(Collected data entries)
#[test]
fn s1_sum_completes_then_loses_an_input() {
    let mut graph = Graph::new(income_dictionary(), Store::new());
    graph.set("/income", dollar(50_000)).unwrap();
    graph.set("/bonus", dollar(5_000)).unwrap();
    assert_eq!(graph.get("/total").unwrap(), FactResult::Complete(dollar(55_000)));

    graph.delete("/bonus").unwrap();
    assert_eq!(graph.get("/total").unwrap(), FactResult::Incomplete);
}

// ──────────────────────────────────────────────
// S2: collection sum with wildcard vectorization
// ──────────────────────────────────────────────

fn expenses_dictionary() -> Arc<factgraph::Dictionary> {
    let mut b = DictionaryBuilder::new();
    b.writable("/exp", WritableSpec::of(WritableKind::Collection))
        .unwrap();
    b.writable("/exp/*/amount", WritableSpec::of(WritableKind::Dollar))
        .unwrap();
    b.derived("/sum", Expr::CollectionSum(Box::new(Expr::Dep(p("/exp/*/amount")))))
        .unwrap();
    b.freeze().unwrap()
}

#[test]
fn s2_collection_sum_skips_incomplete_members() {
    let mut graph = Graph::new(expenses_dictionary(), Store::new());
    graph.add_member("/exp", "a").unwrap();
    graph.add_member("/exp", "b").unwrap();
    graph.set("/exp/#a/amount", dollar(100)).unwrap();
    graph.set("/exp/#b/amount", dollar(250)).unwrap();
    assert_eq!(graph.get("/sum").unwrap(), FactResult::Complete(dollar(350)));

    graph.add_member("/exp", "c").unwrap();
    assert_eq!(graph.get("/sum").unwrap(), FactResult::Complete(dollar(350)));

    let lanes = graph.get_vect("/exp/*/amount").unwrap();
    assert_eq!(lanes.len(), 3);
    assert_eq!(lanes.iter().filter(|r| !r.has_value()).count(), 1);
}

// ──────────────────────────────────────────────
// S3: switch over a placeholder-backed writable
// ──────────────────────────────────────────────

fn age_dictionary() -> Arc<factgraph::Dictionary> {
    let mut b = DictionaryBuilder::new();
    b.writable(
        "/age",
        WritableSpec::of(WritableKind::Int).with_placeholder(Expr::Const(Value::Int(0))),
    )
    .unwrap();
    b.derived(
        "/label",
        Expr::Switch(vec![
            (
                Expr::GreaterOrEqual(
                    Box::new(Expr::Dep(p("/age"))),
                    Box::new(Expr::Const(Value::Int(18))),
                ),
                Expr::Const(Value::Str("adult".into())),
            ),
            (
                Expr::Const(Value::Bool(true)),
                Expr::Const(Value::Str("minor".into())),
            ),
        ]),
    )
    .unwrap();
    b.freeze().unwrap()
}

#[test]
fn s3_placeholder_flows_through_switch() {
    let mut graph = Graph::new(age_dictionary(), Store::new());
    assert_eq!(graph.get("/age").unwrap(), FactResult::Placeholder(Value::Int(0)));
    assert_eq!(
        graph.get("/label").unwrap(),
        FactResult::Placeholder(Value::Str("minor".into()))
    );

    graph.set("/age", Value::Int(30)).unwrap();
    assert_eq!(graph.get("/age").unwrap(), FactResult::Complete(Value::Int(30)));
    assert_eq!(
        graph.get("/label").unwrap(),
        FactResult::Complete(Value::Str("adult".into()))
    );
}

// ──────────────────────────────────────────────
// S4: declared limits on set and save
// ──────────────────────────────────────────────

#[test]
fn s4_limit_violations_aggregate_without_blocking_the_write() {
    let mut b = DictionaryBuilder::new();
    b.writable(
        "/age",
        WritableSpec::of(WritableKind::Int)
            .with_limit(LimitSpec::errored(LimitKind::Min, Value::Int(0)))
            .with_limit(LimitSpec::errored(LimitKind::Max, Value::Int(150))),
    )
    .unwrap();
    let mut graph = Graph::new(b.freeze().unwrap(), Store::new());

    let outcome = graph.set("/age", Value::Int(200)).unwrap();
    assert!(!outcome.ok);
    assert_eq!(outcome.violations.len(), 1);
    assert_eq!(outcome.violations[0].limit, "Max");
    assert_eq!(outcome.violations[0].severity, Severity::Error);

    // The write landed anyway; save independently reports the aggregate.
    assert_eq!(graph.get("/age").unwrap(), FactResult::Complete(Value::Int(200)));
    let saved = graph.save().unwrap();
    assert!(!saved.ok);
    assert_eq!(saved.violations, outcome.violations);

    let ok = graph.set("/age", Value::Int(80)).unwrap();
    assert!(ok.ok && ok.violations.is_empty());
    assert!(graph.save().unwrap().ok);
}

-- Work task --
Repeat each of the entries above precisely as given.

-- Result below --
#[test]
fn s1_sum_completes_then_loses_an_input() {
    let mut graph = Graph::new(income_dictionary(), Store::new());
    graph.set("/income", dollar(50_000)).unwrap();
    graph.set("/bonus", dollar(5_000)).unwrap();
    assert_eq!(graph.get("/total").unwrap(), FactResult::Complete(dollar(55_000)));

    graph.delete("/bonus").unwrap();
    assert_eq!(graph.get("/total").unwrap(), FactResult::Incomplete);
}

// ──────────────────────────────────────────────
// S2: collection sum with wildcard vectorization
// ──────────────────────────────────────────────

fn expenses_dictionary() -> Arc<factgraph::Dictionary> {
    let mut b = DictionaryBuilder::new();
    b.writable("/exp", WritableSpec::of(WritableKind::Collection))
        .unwrap();
    b.writable("/exp/*/amount", WritableSpec::of(WritableKind::Dollar))
        .unwrap();
    b.derived("/sum", Expr::CollectionSum(Box::new(Expr::Dep(p("/exp/*/amount")))))
        .unwrap();
    b.freeze().unwrap()
}

#[test]
fn s2_collection_sum_skips_incomplete_members() {
    let mut graph = Graph::new(expenses_dictionary(), Store::new());
    graph.add_member("/exp", "a").unwrap();
    graph.add_member("/exp", "b").unwrap();
    graph.set("/exp/#a/amount", dollar(100)).unwrap();
    graph.set("/exp/#b/amount", dollar(250)).unwrap();
    assert_eq!(graph.get("/sum").unwrap(), FactResult::Complete(dollar(350)));

    graph.add_member("/exp", "c").unwrap();
    assert_eq!(graph.get("/sum").unwrap(), FactResult::Complete(dollar(350)));

    let lanes = graph.get_vect("/exp/*/amount").unwrap();
    assert_eq!(lanes.len(), 3);
    assert_eq!(lanes.iter().filter(|r| !r.has_value()).count(), 1);
}

// ──────────────────────────────────────────────
// S3: switch over a placeholder-backed writable
// ──────────────────────────────────────────────

fn age_dictionary() -> Arc<factgraph::Dictionary> {
    let mut b = DictionaryBuilder::new();
    b.writable(
        "/age",
        WritableSpec::of(WritableKind::Int).with_placeholder(Expr::Const(Value::Int(0))),
    )
    .unwrap();
    b.derived(
        "/label",
        Expr::Switch(vec![
            (
                Expr::GreaterOrEqual(
                    Box::new(Expr::Dep(p("/age"))),
                    Box::new(Expr::Const(Value::Int(18))),
                ),
                Expr::Const(Value::Str("adult".into())),
            ),
            (
                Expr::Const(Value::Bool(true)),
                Expr::Const(Value::Str("minor".into())),
            ),
        ]),
    )
    .unwrap();
    b.freeze().unwrap()
}

#[test]
fn s3_placeholder_flows_through_switch() {
    let mut graph = Graph::new(age_dictionary(), Store::new());
    assert_eq!(graph.get("/age").unwrap(), FactResult::Placeholder(Value::Int(0)));
    assert_eq!(
        graph.get("/label").unwrap(),
        FactResult::Placeholder(Value::Str("minor".into()))
    );

    graph.set("/age", Value::Int(30)).unwrap();
    assert_eq!(graph.get("/age").unwrap(), FactResult::Complete(Value::Int(30)));
    assert_eq!(
        graph.get("/label").unwrap(),
        FactResult::Complete(Value::Str("adult".into()))
    );
}

// ──────────────────────────────────────────────
// S4: declared limits on set and save
// ──────────────────────────────────────────────

#[test]
fn s4_limit_violations_aggregate_without_blocking_the_write() {
    let mut b = DictionaryBuilder::new();
    b.writable(
        "/age",
        WritableSpec::of(WritableKind::Int)
            .with_limit(LimitSpec::errored(LimitKind::Min, Value::Int(0)))
            .with_limit(LimitSpec::errored(LimitKind::Max, Value::Int(150))),
    )
    .unwrap();
    let mut graph = Graph::new(b.freeze().unwrap(), Store::new());

    let outcome = graph.set("/age", Value::Int(200)).unwrap();
    assert!(!outcome.ok);
    assert_eq!(outcome.violations.len(), 1);
    assert_eq!(outcome.violations[0].limit, "Max");
    assert_eq!(outcome.violations[0].severity, Severity::Error);

    // The write landed anyway; save independently reports the aggregate.
    assert_eq!(graph.get("/age").unwrap(), FactResult::Complete(Value::Int(200)));
    let saved = graph.save().unwrap();
    assert!(!saved.ok);
    assert_eq!(saved.violations, outcome.violations);

    let ok = graph.set("/age", Value::Int(80)).unwrap();
    assert!(ok.ok && ok.violations.is_empty());
    assert!(graph.save().unwrap().ok);
}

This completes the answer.